Start of Supplied information
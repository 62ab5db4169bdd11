/// Vector index for chunk similarity search
///
/// The id -> vector map is authoritative and is what gets persisted. Below
/// `ann_threshold` live vectors, search is an exact cosine scan; above it an
/// HNSW graph is built over the map and kept in step with inserts. HNSW
/// cannot remove points, so deletions leave tombstones that are filtered at
/// query time until enough accumulate to warrant a rebuild.
use crate::config::IndexingConfig;
use ahash::{HashMap, HashMapExt};
use hnsw_rs::prelude::*;
use thiserror::Error;

#[derive(Error, Debug)]
pub enum VectorIndexError {
    #[error("Invalid dimension: expected {expected}, got {actual}")]
    InvalidDimension { expected: usize, actual: usize },

    #[error("Invalid vector: {0}")]
    InvalidVector(String),
}

/// Search result with ID and similarity score
#[derive(Debug, Clone)]
pub struct SearchResult {
    /// Chunk id
    pub id: u64,
    /// Cosine similarity, higher is more similar
    pub score: f32,
}

const MAX_LAYER: usize = 16;

pub struct VectorIndex {
    dimension: usize,
    /// Unit-length vectors by chunk id
    vectors: HashMap<u64, Vec<f32>>,
    ann: Option<Hnsw<'static, f32, DistCosine>>,
    /// Ids removed from the map but still present in `ann`
    tombstones: usize,
    ann_threshold: usize,
    ef_construction: usize,
    ef_search: usize,
    m: usize,
}

impl VectorIndex {
    pub fn new(dimension: usize, config: &IndexingConfig) -> Self {
        Self {
            dimension,
            vectors: HashMap::new(),
            ann: None,
            tombstones: 0,
            ann_threshold: config.ann_threshold,
            ef_construction: config.hnsw_ef_construction,
            ef_search: config.hnsw_ef_search,
            m: config.hnsw_m,
        }
    }

    /// Insert or replace the vector for `id`
    pub fn insert(&mut self, id: u64, vector: &[f32]) -> Result<(), VectorIndexError> {
        if vector.len() != self.dimension {
            return Err(VectorIndexError::InvalidDimension {
                expected: self.dimension,
                actual: vector.len(),
            });
        }

        let data = normalize(vector).ok_or_else(|| {
            VectorIndexError::InvalidVector(format!("zero or non-finite vector for id {}", id))
        })?;

        if self.vectors.insert(id, data).is_some() && self.ann.is_some() {
            // The stale point stays in the graph; the fresh one is added below
            self.tombstones += 1;
        }

        if let Some(ann) = &self.ann {
            if let Some(data) = self.vectors.get(&id) {
                ann.insert((data, id as usize));
            }
        } else if self.vectors.len() > self.ann_threshold {
            self.rebuild_ann();
        }

        self.maybe_compact();
        Ok(())
    }

    /// Remove a vector. Returns false when the id was unknown.
    pub fn remove(&mut self, id: u64) -> bool {
        if self.vectors.remove(&id).is_none() {
            return false;
        }
        if self.ann.is_some() {
            self.tombstones += 1;
        }
        self.maybe_compact();
        true
    }

    /// k nearest chunks with similarity at or above `min_score`, best first
    pub fn search(
        &self,
        query: &[f32],
        k: usize,
        min_score: f32,
    ) -> Result<Vec<SearchResult>, VectorIndexError> {
        if query.len() != self.dimension {
            return Err(VectorIndexError::InvalidDimension {
                expected: self.dimension,
                actual: query.len(),
            });
        }
        if k == 0 || self.vectors.is_empty() {
            return Ok(Vec::new());
        }
        let Some(query) = normalize(query) else {
            return Ok(Vec::new());
        };

        let mut results: Vec<SearchResult> = match &self.ann {
            Some(ann) => {
                let wanted = k + self.tombstones;
                ann.search(&query, wanted, self.ef_search.max(wanted))
                    .into_iter()
                    .filter_map(|neighbor| {
                        let id = neighbor.d_id as u64;
                        // Rescore against the live vector so tombstoned and
                        // replaced points never leak through
                        self.vectors.get(&id).map(|v| SearchResult {
                            id,
                            score: dot(&query, v),
                        })
                    })
                    .collect()
            }
            None => self
                .vectors
                .iter()
                .map(|(id, v)| SearchResult {
                    id: *id,
                    score: dot(&query, v),
                })
                .collect(),
        };

        results.retain(|r| r.score >= min_score);
        results.sort_by(|a, b| b.score.total_cmp(&a.score).then(a.id.cmp(&b.id)));
        results.dedup_by_key(|r| r.id);
        results.truncate(k);
        Ok(results)
    }

    pub fn get(&self, id: u64) -> Option<&[f32]> {
        self.vectors.get(&id).map(Vec::as_slice)
    }

    pub fn len(&self) -> usize {
        self.vectors.len()
    }

    pub fn is_empty(&self) -> bool {
        self.vectors.is_empty()
    }

    pub fn dimension(&self) -> usize {
        self.dimension
    }

    pub fn uses_ann(&self) -> bool {
        self.ann.is_some()
    }

    pub fn clear(&mut self) {
        self.vectors.clear();
        self.ann = None;
        self.tombstones = 0;
    }

    /// All (id, vector) pairs, for snapshots
    pub fn iter(&self) -> impl Iterator<Item = (u64, &[f32])> {
        self.vectors.iter().map(|(id, v)| (*id, v.as_slice()))
    }

    fn maybe_compact(&mut self) {
        if self.ann.is_none() {
            return;
        }
        if self.vectors.len() <= self.ann_threshold {
            self.ann = None;
            self.tombstones = 0;
        } else if self.tombstones > self.vectors.len() / 2 {
            tracing::debug!(
                "Rebuilding HNSW graph: {} tombstones over {} live vectors",
                self.tombstones,
                self.vectors.len()
            );
            self.rebuild_ann();
        }
    }

    fn rebuild_ann(&mut self) {
        let capacity = (self.vectors.len() * 2).max(1024);
        let ann = Hnsw::<f32, DistCosine>::new(
            self.m,
            capacity,
            MAX_LAYER,
            self.ef_construction,
            DistCosine,
        );
        for (id, data) in &self.vectors {
            ann.insert((data, *id as usize));
        }
        self.ann = Some(ann);
        self.tombstones = 0;
    }
}

fn dot(a: &[f32], b: &[f32]) -> f32 {
    a.iter().zip(b).map(|(x, y)| x * y).sum()
}

fn normalize(vector: &[f32]) -> Option<Vec<f32>> {
    let norm = vector.iter().map(|x| x * x).sum::<f32>().sqrt();
    if !norm.is_finite() || norm == 0.0 {
        return None;
    }
    Some(vector.iter().map(|x| x / norm).collect())
}

#[cfg(test)]
mod tests {
    use super::*;

    fn config(ann_threshold: usize) -> IndexingConfig {
        IndexingConfig {
            ann_threshold,
            ..Default::default()
        }
    }

    fn basis(dimension: usize, axis: usize) -> Vec<f32> {
        let mut v = vec![0.0; dimension];
        v[axis] = 1.0;
        v
    }

    #[test]
    fn test_exact_search_orders_by_similarity() {
        let mut index = VectorIndex::new(3, &config(100));
        index.insert(1, &[1.0, 0.0, 0.0]).unwrap();
        index.insert(2, &[0.7, 0.7, 0.0]).unwrap();
        index.insert(3, &[0.0, 0.0, 1.0]).unwrap();

        let results = index.search(&[1.0, 0.1, 0.0], 2, 0.0).unwrap();
        assert_eq!(results.len(), 2);
        assert_eq!(results[0].id, 1);
        assert_eq!(results[1].id, 2);
        assert!(!index.uses_ann());
    }

    #[test]
    fn test_min_score_filters() {
        let mut index = VectorIndex::new(2, &config(100));
        index.insert(1, &[1.0, 0.0]).unwrap();
        index.insert(2, &[0.0, 1.0]).unwrap();

        let results = index.search(&[1.0, 0.0], 10, 0.5).unwrap();
        assert_eq!(results.len(), 1);
        assert_eq!(results[0].id, 1);
    }

    #[test]
    fn test_dimension_mismatch() {
        let mut index = VectorIndex::new(3, &config(100));
        assert!(matches!(
            index.insert(1, &[1.0, 0.0]),
            Err(VectorIndexError::InvalidDimension { expected: 3, actual: 2 })
        ));
        assert!(index.search(&[1.0], 1, 0.0).is_err());
        assert!(index.insert(1, &[0.0, 0.0, 0.0]).is_err());
    }

    #[test]
    fn test_remove_and_replace() {
        let mut index = VectorIndex::new(2, &config(100));
        index.insert(1, &[1.0, 0.0]).unwrap();
        assert!(index.remove(1));
        assert!(!index.remove(1));
        assert!(index.search(&[1.0, 0.0], 5, 0.0).unwrap().is_empty());

        index.insert(2, &[1.0, 0.0]).unwrap();
        index.insert(2, &[0.0, 1.0]).unwrap();
        assert_eq!(index.len(), 1);
        let results = index.search(&[0.0, 1.0], 1, 0.0).unwrap();
        assert!((results[0].score - 1.0).abs() < 1e-5);
    }

    #[test]
    fn test_switches_to_ann_and_filters_tombstones() {
        let dimension = 8;
        let mut index = VectorIndex::new(dimension, &config(4));
        for id in 0..8u64 {
            let mut v = basis(dimension, id as usize);
            v[(id as usize + 1) % dimension] = 0.1;
            index.insert(id, &v).unwrap();
        }
        assert!(index.uses_ann());

        index.remove(3);
        let results = index.search(&basis(dimension, 3), 8, -1.0).unwrap();
        assert!(results.iter().all(|r| r.id != 3));

        // Falling back under the threshold drops the graph
        for id in [0, 1, 2, 4, 5] {
            index.remove(id);
        }
        assert!(!index.uses_ann());
        assert_eq!(index.len(), 2);
    }
}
End of Supplied information
Exercise details
Please return every line from the first one in the records above down to the line containing "if vector.len() != self.dimension", including both, exactly as written and nothing more.

Output for this exercise
repository 62ab5db4169bdd11
/// Vector index for chunk similarity search
///
/// The id -> vector map is authoritative and is what gets persisted. Below
/// `ann_threshold` live vectors, search is an exact cosine scan; above it an
/// HNSW graph is built over the map and kept in step with inserts. HNSW
/// cannot remove points, so deletions leave tombstones that are filtered at
/// query time until enough accumulate to warrant a rebuild.
use crate::config::IndexingConfig;
use ahash::{HashMap, HashMapExt};
use hnsw_rs::prelude::*;
use thiserror::Error;

#[derive(Error, Debug)]
pub enum VectorIndexError {
    #[error("Invalid dimension: expected {expected}, got {actual}")]
    InvalidDimension { expected: usize, actual: usize },

    #[error("Invalid vector: {0}")]
    InvalidVector(String),
}

/// Search result with ID and similarity score
#[derive(Debug, Clone)]
pub struct SearchResult {
    /// Chunk id
    pub id: u64,
    /// Cosine similarity, higher is more similar
    pub score: f32,
}

const MAX_LAYER: usize = 16;

pub struct VectorIndex {
    dimension: usize,
    /// Unit-length vectors by chunk id
    vectors: HashMap<u64, Vec<f32>>,
    ann: Option<Hnsw<'static, f32, DistCosine>>,
    /// Ids removed from the map but still present in `ann`
    tombstones: usize,
    ann_threshold: usize,
    ef_construction: usize,
    ef_search: usize,
    m: usize,
}

impl VectorIndex {
    pub fn new(dimension: usize, config: &IndexingConfig) -> Self {
        Self {
            dimension,
            vectors: HashMap::new(),
            ann: None,
            tombstones: 0,
            ann_threshold: config.ann_threshold,
            ef_construction: config.hnsw_ef_construction,
            ef_search: config.hnsw_ef_search,
            m: config.hnsw_m,
        }
    }

    /// Insert or replace the vector for `id`
    pub fn insert(&mut self, id: u64, vector: &[f32]) -> Result<(), VectorIndexError> {
        if vector.len() != self.dimension {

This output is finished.